The Visual Association Cortex
The visual association cortex contains V2, V3, V4 and V5 areas. It can be further simplified into 2 pathways, called the dorsal and the ventral pathways. The 2 clearest target areas are V5 and V4.
The Dorsal Pathway
The dorsal pathway is the ‘where’ pathway, and is dominated by magnocellular input (fast responding motion detecting cells with large receptive fields that are not sensitive to the wavelength of light – colour blind). This dorsal pathway is also involved in depth perception, which is called stereopsis. The pathway is from V1 to V2 to V5. V5, the final target of the dorsal pathway is the medial temporal lobe. From here information may proceed to the posterior parietal cortex. Other targets from V5 are the superior colliculus for eye movement.
V2 is divided into dark thick and dark thin stripes, with paler interstripes in between. The dark thick stripes of V2 are the part of V2 involved in the dorsal pathway. Therefore the dorsal pathway is as follows.

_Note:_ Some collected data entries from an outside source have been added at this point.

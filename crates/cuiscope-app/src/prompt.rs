//! Interactive terminal prompt.

use cuiscope_domain::model::{AnswerType, Question, QuestionModule};
use cuiscope_domain::{AnswerSet, Input, InputProvider, OnInvalid, ValidationError};
use cuiscope_types::{RawAnswer, Subject};
use std::io::{self, BufRead, Write};

const ABORT: &str = ":q";

/// Interpret one line of terminal input for `question`.
///
/// Choice questions accept either the 1-based number of a value or the value
/// itself; multi-choice accepts a comma-separated list or `all`. Validation
/// happens later in the engine, so anything unrecognized is passed through
/// as text.
pub fn interpret_line(question: &Question, line: &str) -> Input {
    let line = line.trim();
    if line == ABORT {
        return Input::Abort;
    }

    let raw = match &question.answer_type {
        AnswerType::Boolean | AnswerType::Number { .. } => RawAnswer::Text(line.to_string()),
        AnswerType::SingleChoice { values } | AnswerType::FreeText { values } => {
            RawAnswer::Text(select(values, line).unwrap_or(line).to_string())
        }
        AnswerType::MultiChoice { values } => {
            if line.eq_ignore_ascii_case("all") {
                RawAnswer::List(values.clone())
            } else {
                RawAnswer::List(
                    line.split(',')
                        .map(str::trim)
                        .map(|part| select(values, part).unwrap_or(part).to_string())
                        .collect(),
                )
            }
        }
    };
    Input::Value(raw)
}

fn select<'a>(values: &'a [String], token: &str) -> Option<&'a str> {
    let n: usize = token.parse().ok()?;
    values.get(n.checked_sub(1)?).map(String::as_str)
}

/// Prompts on a line-oriented terminal.
///
/// `:q` or end of input aborts the session.
pub struct InteractiveProvider<R, W> {
    input: R,
    output: W,
    shown: usize,
    reprompt: bool,
}

impl<R: BufRead, W: Write> InteractiveProvider<R, W> {
    pub fn new(input: R, output: W) -> Self {
        Self {
            input,
            output,
            shown: 0,
            reprompt: false,
        }
    }

    pub fn into_inner(self) -> (R, W) {
        (self.input, self.output)
    }

    fn show_question(&mut self, question: &Question) -> io::Result<()> {
        self.shown += 1;
        let critical = if question.critical { " [CRITICAL]" } else { "" };
        writeln!(self.output, "  Q{}:{critical}", self.shown)?;
        writeln!(self.output, "  {}", question.text)?;
        if let Some(help) = &question.help {
            writeln!(self.output)?;
            writeln!(self.output, "    i  {help}")?;
        }
        if !question.controls.is_empty() {
            writeln!(self.output, "    NIST controls: {}", question.controls.join(", "))?;
        }
        writeln!(self.output)?;

        match &question.answer_type {
            AnswerType::SingleChoice { values } | AnswerType::MultiChoice { values } => {
                for (i, value) in values.iter().enumerate() {
                    writeln!(self.output, "  {}) {value}", i + 1)?;
                }
                writeln!(self.output)?;
            }
            AnswerType::FreeText { values } if !values.is_empty() => {
                for (i, value) in values.iter().enumerate() {
                    writeln!(self.output, "  {}) {value}", i + 1)?;
                }
                writeln!(self.output)?;
            }
            _ => {}
        }
        Ok(())
    }

    fn show_prompt(&mut self, question: &Question) -> io::Result<()> {
        let prompt = match &question.answer_type {
            AnswerType::Boolean => "  Answer [Y/N]: ".to_string(),
            AnswerType::SingleChoice { .. } => "  Enter number: ".to_string(),
            AnswerType::MultiChoice { .. } => {
                "  Your selection (e.g. 1,3,5 or 'all'): ".to_string()
            }
            AnswerType::FreeText { .. } => "  Your answer: ".to_string(),
            AnswerType::Number { min, max } => match (min, max) {
                (Some(lo), Some(hi)) => format!("  Enter a number ({lo} to {hi}): "),
                _ => "  Enter a number: ".to_string(),
            },
        };
        write!(self.output, "{prompt}")?;
        self.output.flush()
    }

    fn ask(&mut self, question: &Question) -> io::Result<Input> {
        if self.reprompt {
            self.reprompt = false;
        } else {
            self.show_question(question)?;
        }
        self.show_prompt(question)?;

        let mut line = String::new();
        if self.input.read_line(&mut line)? == 0 {
            writeln!(self.output)?;
            return Ok(Input::Abort);
        }
        Ok(interpret_line(question, &line))
    }
}

impl<R: BufRead, W: Write> InputProvider for InteractiveProvider<R, W> {
    fn begin_module(&mut self, module: &QuestionModule) {
        let rule = "-".repeat(60);
        if let Err(err) = writeln!(self.output, "\n{rule}\n  {}\n{rule}\n", module.title) {
            tracing::warn!(module = %module.id, error = %err, "terminal i/o failed");
        }
    }

    fn next_value(&mut self, question: &Question, _answers: &AnswerSet) -> Input {
        match self.ask(question) {
            Ok(input) => input,
            Err(err) => {
                tracing::warn!(error = %err, "terminal i/o failed");
                Input::Abort
            }
        }
    }

    fn on_invalid(&mut self, question: &Question, error: &ValidationError) -> OnInvalid {
        if let Err(err) = writeln!(self.output, "  {}. Please try again.", error.reason) {
            tracing::warn!(question = %question.id, error = %err, "terminal i/o failed");
        }
        self.reprompt = true;
        OnInvalid::Resolicit
    }
}

/// Ask for the subject fields that are still missing.
///
/// Organization and assessor are re-asked until non-empty; CAGE code and
/// contract may be skipped with ENTER. End of input leaves the remaining
/// fields unset.
pub fn prompt_subject<R: BufRead, W: Write>(
    input: &mut R,
    output: &mut W,
    mut subject: Subject,
) -> io::Result<Subject> {
    if !subject_is_incomplete(&subject) {
        return Ok(subject);
    }
    writeln!(output, "\n  ORGANIZATION INFORMATION\n")?;

    let fields: [(&str, bool, fn(&mut Subject) -> &mut Option<String>); 4] = [
        ("Company / Organization name: ", true, |s| &mut s.organization),
        ("CAGE Code (if known, or press ENTER to skip): ", false, |s| {
            &mut s.cage_code
        }),
        ("Person completing this assessment: ", true, |s| &mut s.assessor),
        ("Primary DoD contract number (or press ENTER): ", false, |s| {
            &mut s.contract_ref
        }),
    ];

    for (label, required, field) in fields {
        if field(&mut subject).is_some() {
            continue;
        }
        loop {
            write!(output, "  {label}")?;
            output.flush()?;
            let mut line = String::new();
            if input.read_line(&mut line)? == 0 {
                writeln!(output)?;
                return Ok(subject);
            }
            let value = line.trim();
            if !value.is_empty() {
                *field(&mut subject) = Some(value.to_string());
                break;
            }
            if !required {
                break;
            }
            writeln!(output, "  This field is required.")?;
        }
    }
    writeln!(output)?;
    Ok(subject)
}

fn subject_is_incomplete(subject: &Subject) -> bool {
    subject.organization.is_none()
        || subject.assessor.is_none()
        || subject.cage_code.is_none()
        || subject.contract_ref.is_none()
}
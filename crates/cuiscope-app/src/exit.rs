//! Process exit codes.

use cuiscope_domain::SessionError;

pub const EXIT_OK: i32 = 0;
/// Runtime, catalog or config error.
pub const EXIT_ERROR: i32 = 1;
/// Invalid answer or input ended before the questionnaire was complete.
pub const EXIT_INCOMPLETE: i32 = 2;
pub const EXIT_ABORTED: i32 = 3;

/// Exit code for an error returned by a use case.
pub fn error_exit_code(err: &anyhow::Error) -> i32 {
    match err.downcast_ref::<SessionError>() {
        Some(SessionError::Validation(_) | SessionError::Incomplete { .. }) => EXIT_INCOMPLETE,
        Some(SessionError::Aborted { .. }) => EXIT_ABORTED,
        None => EXIT_ERROR,
    }
}
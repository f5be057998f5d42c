//! The questionnaire engine.

use crate::answers::{Answer, AnswerSet};
use crate::catalog::QuestionCatalog;
use crate::error::{SessionError, ValidationError};
use crate::model::{Question, QuestionModule};
use cuiscope_types::{AnswerValue, RawAnswer};

/// What a provider hands back when asked for a value.
#[derive(Clone, Debug, PartialEq, Eq)]
pub enum Input {
    Value(RawAnswer),
    /// No more input is available.
    EndOfInput,
    /// The user asked to stop.
    Abort,
}

/// How the engine should react to an invalid value.
#[derive(Clone, Copy, Debug, PartialEq, Eq)]
pub enum OnInvalid {
    /// Ask the provider again for the same question.
    Resolicit,
    /// Fail the session with the validation error.
    Reject,
}

/// Source of answers for a session.
pub trait InputProvider {
    /// Called before the first question of each module is considered.
    fn begin_module(&mut self, _module: &QuestionModule) {}

    /// Called for a question whose dependency did not hold.
    fn skipped(&mut self, _question: &Question) {}

    fn next_value(&mut self, question: &Question, answers: &AnswerSet) -> Input;

    fn on_invalid(&mut self, _question: &Question, _error: &ValidationError) -> OnInvalid {
        OnInvalid::Reject
    }
}

impl<P: InputProvider + ?Sized> InputProvider for &mut P {
    fn begin_module(&mut self, module: &QuestionModule) {
        (**self).begin_module(module)
    }

    fn skipped(&mut self, question: &Question) {
        (**self).skipped(question)
    }

    fn next_value(&mut self, question: &Question, answers: &AnswerSet) -> Input {
        (**self).next_value(question, answers)
    }

    fn on_invalid(&mut self, question: &Question, error: &ValidationError) -> OnInvalid {
        (**self).on_invalid(question, error)
    }
}

/// Run one session over the catalog.
///
/// Questions are visited in module then declaration order. A question is
/// asked only when its dependency evaluates to true against the answers
/// collected so far. Partial answers are discarded on any error.
pub fn run_session<P>(catalog: &QuestionCatalog, provider: &mut P) -> Result<AnswerSet, SessionError>
where
    P: InputProvider + ?Sized,
{
    let mut answers = AnswerSet::default();

    for module in catalog.modules() {
        provider.begin_module(module);
        for question in &module.questions {
            if !question.is_enabled(&answers) {
                provider.skipped(question);
                continue;
            }
            let value = solicit(question, &answers, provider)?;
            answers.insert(Answer {
                question_id: question.id.clone(),
                value,
            });
        }
    }

    Ok(answers)
}

fn solicit<P>(
    question: &Question,
    answers: &AnswerSet,
    provider: &mut P,
) -> Result<AnswerValue, SessionError>
where
    P: InputProvider + ?Sized,
{
    loop {
        match provider.next_value(question, answers) {
            Input::Value(raw) => match question.accept(&raw) {
                Ok(value) => return Ok(value),
                Err(err) => match provider.on_invalid(question, &err) {
                    OnInvalid::Resolicit => continue,
                    OnInvalid::Reject => return Err(err.into()),
                },
            },
            Input::EndOfInput => {
                return Err(SessionError::Incomplete {
                    question_id: question.id.clone(),
                    answered: answers.len(),
                });
            }
            Input::Abort => {
                return Err(SessionError::Aborted {
                    question_id: question.id.clone(),
                });
            }
        }
    }
}

#[cfg(test)]
mod tests {
    use super::*;
    use crate::catalog::Catalog;
    use crate::error::ValidationReason;
    use crate::predicate::Predicate;
    use crate::test_support::{ScriptedInput, five_question_parts, workstation_catalog};

    fn five_question_catalog() -> Catalog {
        Catalog::new(five_question_parts()).expect("valid")
    }

    #[test]
    fn collects_every_enabled_question() {
        let catalog = five_question_catalog();
        let mut input = ScriptedInput::values([true, true, true, true, true]);
        let answers = run_session(catalog.questions(), &mut input).expect("session");
        assert_eq!(answers.len(), 5);
        assert!(input.is_drained());
    }

    #[test]
    fn ending_after_two_of_five_is_incomplete() {
        let catalog = five_question_catalog();
        let mut input = ScriptedInput::values([true, true]);
        let err = run_session(catalog.questions(), &mut input).unwrap_err();
        assert_eq!(
            err,
            SessionError::Incomplete {
                question_id: "q3".to_string(),
                answered: 2
            }
        );
    }

    #[test]
    fn skipped_question_gets_no_answer_and_is_not_solicited() {
        let mut parts = five_question_parts();
        parts.modules[0].questions[1] =
            parts.modules[0].questions[1].clone().depends_on(Predicate::is("q1", true));
        let catalog = Catalog::new(parts).expect("valid");

        // q1 = no, so q2 is skipped; only four values are consumed.
        let mut input = ScriptedInput::values([false, true, true, true]);
        let answers = run_session(catalog.questions(), &mut input).expect("session");
        assert!(!answers.contains("q2"));
        assert_eq!(answers.len(), 4);
        assert_eq!(input.skipped_ids(), &["q2".to_string()]);
    }

    #[test]
    fn abort_discards_partial_answers() {
        let catalog = five_question_catalog();
        let mut input = ScriptedInput::new(vec![
            Input::Value(RawAnswer::Bool(true)),
            Input::Abort,
        ]);
        let err = run_session(catalog.questions(), &mut input).unwrap_err();
        assert_eq!(
            err,
            SessionError::Aborted {
                question_id: "q2".to_string()
            }
        );
    }

    #[test]
    fn invalid_value_is_rejected_by_default() {
        let catalog = workstation_catalog();
        let mut input = ScriptedInput::new(vec![Input::Value(RawAnswer::Text("perhaps".into()))]);
        let err = run_session(catalog.questions(), &mut input).unwrap_err();
        match err {
            SessionError::Validation(v) => {
                assert_eq!(v.question_id, "ws_cui");
                assert_eq!(
                    v.reason,
                    ValidationReason::WrongType {
                        expected: "boolean"
                    }
                );
            }
            other => panic!("unexpected error: {other:?}"),
        }
    }

    #[test]
    fn resolicit_asks_again_without_advancing() {
        let catalog = workstation_catalog();
        let mut input = ScriptedInput::new(vec![
            Input::Value(RawAnswer::Text("perhaps".into())),
            Input::Value(RawAnswer::Bool(true)),
        ])
        .resolicit();
        let answers = run_session(catalog.questions(), &mut input).expect("session");
        assert_eq!(answers.get("ws_cui"), Some(&AnswerValue::Boolean(true)));
        assert_eq!(input.invalid_count(), 1);
    }

    #[test]
    fn modules_are_announced_in_order() {
        let catalog = five_question_catalog();
        let mut input = ScriptedInput::values([true, true, true, true, true]);
        run_session(catalog.questions(), &mut input).expect("session");
        assert_eq!(input.modules(), &["first".to_string(), "second".to_string()]);
    }
}
use crate::answers::AnswerSet;
use crate::catalog::Catalog;
use crate::classify::{ScopeDetermination, classify};
use crate::fingerprint::answers_fingerprint;
use crate::mapper::{ControlCoverage, CoverageCounts, map_controls};
use crate::model::AdvisoryRule;
use crate::predicate::EvalContext;
use schemars::JsonSchema;
use serde::{Deserialize, Serialize};
use std::collections::BTreeSet;
use time::OffsetDateTime;

#[derive(Clone, Debug, PartialEq, Eq, Serialize, Deserialize, JsonSchema)]
pub struct CatalogRef {
    pub id: String,
    pub version: String,
}

/// A catalog advisory whose condition held.
#[derive(Clone, Debug, PartialEq, Eq, Serialize, Deserialize, JsonSchema)]
pub struct Advisory {
    pub id: String,
    pub message: String,
    /// Answered question ids that triggered the advisory.
    #[serde(default, skip_serializing_if = "Vec::is_empty")]
    pub answers: Vec<String>,
}

/// The result of one completed run. Built once by [`assess`].
#[derive(Clone, Debug, PartialEq, Eq, Serialize, Deserialize, JsonSchema)]
pub struct Assessment {
    pub catalog: CatalogRef,
    pub answers: AnswerSet,
    /// SHA-256 over the canonical answer set.
    pub answers_fingerprint: String,
    pub scope: ScopeDetermination,
    pub coverage: ControlCoverage,
    pub summary: CoverageCounts,
    #[serde(default, skip_serializing_if = "Vec::is_empty")]
    pub advisories: Vec<Advisory>,
    #[schemars(with = "String")]
    #[serde(with = "time::serde::rfc3339")]
    pub created_at: OffsetDateTime,
}

/// Classify, map and evaluate advisories for a completed answer set.
///
/// Everything except `created_at` is a pure function of `answers` and the
/// catalog.
pub fn assess(catalog: &Catalog, answers: AnswerSet, created_at: OffsetDateTime) -> Assessment {
    let scope = classify(&answers, catalog.scope_rules());
    let coverage = map_controls(&answers, &scope, catalog.controls());
    let advisories = evaluate_advisories(&answers, &scope, catalog.advisories());

    Assessment {
        catalog: CatalogRef {
            id: catalog.id().to_string(),
            version: catalog.version().to_string(),
        },
        answers_fingerprint: answers_fingerprint(&answers),
        summary: coverage.counts(),
        answers,
        scope,
        coverage,
        advisories,
        created_at,
    }
}

/// Advisories whose condition is true, in declaration order.
pub fn evaluate_advisories(
    answers: &AnswerSet,
    scope: &ScopeDetermination,
    rules: &[AdvisoryRule],
) -> Vec<Advisory> {
    let ctx = EvalContext::with_scope(answers, scope);
    rules
        .iter()
        .filter(|rule| rule.when.evaluate(&ctx).is_true())
        .map(|rule| {
            let mut witnesses = BTreeSet::new();
            rule.when.witnesses(&ctx, &mut witnesses);
            Advisory {
                id: rule.id.clone(),
                message: rule.message.clone(),
                answers: witnesses.into_iter().collect(),
            }
        })
        .collect()
}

- V1 layer 4Cα – layer 4B – thick stripe of V2 – V5/medial temporal lobe.
The Ventral Pathway
The ventral pathway is the ‘what’ pathway, and is dominated by parvocellular input of which there are 2 parallel streams. The first is the parvo-blob stream. This is from V1 to the thin stripe of V2 to V4, and is involved in colour perception. The second is the parvo-magno stream. This is from V1 to the interstripe regions of V2 to V4. The final destination is the inferotemporal cortex. The parvo-magno stream is concerned with the perception of edges and fine form.
Therefore the ventral pathways are as follows.
- Parvo-blob stream. V1 layer 4Cβ – blob – thin stripe of V2 – V4.
- Parvo-magno stream. V1 layer 4Cβ – interblob – interstripe of V2 – V4 – inferotemporal cortex.